Thursday, 31 January 2013

Women Seek Their Place In Sun At World Cup


The women's World Cup open in Mumbai on Thursday by means of the cricketers hoping to put aside reminiscences of an unsettling build-up and gain recognition in a country where the men's game reigns supreme.
Barely a week before the create, the International Cricket Council was forced to revise the agenda because of security concerns nearby Pakistan's participation in Mumbai where the entire tournament was to be played.
All group B match, featuring Pakistan, Australia, New Zealand and South Africa, were shunted to the cricketing backwater of Cuttack following threats from the right-wing supporter of independence Shiv Sena party to disrupt matches in Mumbai.
Pakistan will remain in Cuttack if they meet the criteria for the second round, but will still have to travel to Mumbai if they create the final at the Braboure stadium on February 17.
Indian captain Mithali Raj said she was let down that the Pakistani team had attracted protests.
"I personally feel so as to politics should not be concerned in sport," Raj told AFP.
"Sport is more about activity and a fun-loving atmosphere. So we be supposed to not be getting too a lot of political issues into it."
Preparations were also disrupt when the hosts made Mumbai's Wankhede stadium, venue of the men's World Cup final in2011, engaged at the last minute.
Three grounds in Mumbai determination host group A, involving defending champions England, Sri Lanka, the West Indies plus hosts India.
The players have in use the disruption in their pace and are excited about the tournament, which was first play in 1973, two years before the men's World Cup was inaugurated in 1975.
"I think it is safe to say that the women's game today is unrecognisable from when I started in 1997," said England's head Charlotte Edwards, set to appear in her fifth World Cup.
"We are attracting loads of youthful girls who want to play the game. We have changed people's perceptions concerning women's cricket a lot. Hopefully this tournament will be another step in beating that message home."
India's Raj, preparing for her fourth World Cup, hopes women's cricket will finally take off in her country where a number of of her male counterparts are national icons.
"Indian society is still is not approaching when it comes to women's cricket," Raj said.
"Parents are still more paying attention in putting their girls into more feminine sports like tennis or table-tennis."
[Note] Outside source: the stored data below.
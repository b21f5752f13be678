//! # Location Client
use crate::location_actor::LocationError;
use crate::model::{Location, LocationCreate, LocationId, LocationUpdate};
use async_trait::async_trait;
use table_actor::{FrameworkError, TableAccess, TableClient};
use tracing::{debug, instrument};

/// Client for interacting with the Location table.
#[derive(Clone)]
pub struct LocationClient {
    inner: TableClient<Location>,
}

impl LocationClient {
    pub fn new(inner: TableClient<Location>) -> Self {
        Self { inner }
    }
}

#[async_trait]
impl TableAccess<Location> for LocationClient {
    type Error = LocationError;

    fn inner(&self) -> &TableClient<Location> {
        &self.inner
    }

    fn map_error(e: FrameworkError) -> Self::Error {
        match e.downcast_row::<LocationError>() {
            Ok(row) => row,
            Err(FrameworkError::NotFound(id)) => LocationError::NotFound(id),
            Err(other) => LocationError::ActorCommunicationError(other.to_string()),
        }
    }
}

impl LocationClient {
    #[instrument(skip(self))]
    pub async fn create_location(&self, params: LocationCreate) -> Result<LocationId, LocationError> {
        debug!("Sending request");
        self.inner.create(params).await.map_err(Self::map_error)
    }

    #[instrument(skip(self))]
    pub async fn update_location(
        &self,
        id: LocationId,
        update: LocationUpdate,
    ) -> Result<Location, LocationError> {
        debug!("Sending request");
        self.inner.update(id, update).await.map_err(Self::map_error)
    }

    /// Same semantics as [`ProductClient::reorder`](crate::clients::ProductClient::reorder).
    #[instrument(skip(self))]
    pub async fn reorder(&self, ids: &[LocationId]) -> Result<(), LocationError> {
        for (position, id) in (1..).zip(ids) {
            let update = LocationUpdate {
                position: Some(position),
                ..Default::default()
            };
            self.update_location(*id, update).await?;
        }
        Ok(())
    }
}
Australia go into the contest as favourites to win their sixth title, subsequent victory in the World Twenty20 in Sri Lanka last October.
The Australian side include Ellyse Perry, a pace bowler who also plays football for her country, the Indian-born Lisa Sthalekar, and Alyssa Healy, niece of former Australian men's wicket-keeper Ian Healy.
Pakistan are more concerned about adapting to the new one-day rules than about their security in Cuttack, anywhere they are staying in the club house of the Barabati sports ground for security reasons.
"We have not played beneath the new rules where five players have to be inside the circle at all era and the use of new balls as of both ends," captain Sana Mir said.
"We must get used to them previous to the tournament starts."
Three teams from the two group will advance to the Super Sixes round, from where the pinnacle two will qualify for the final.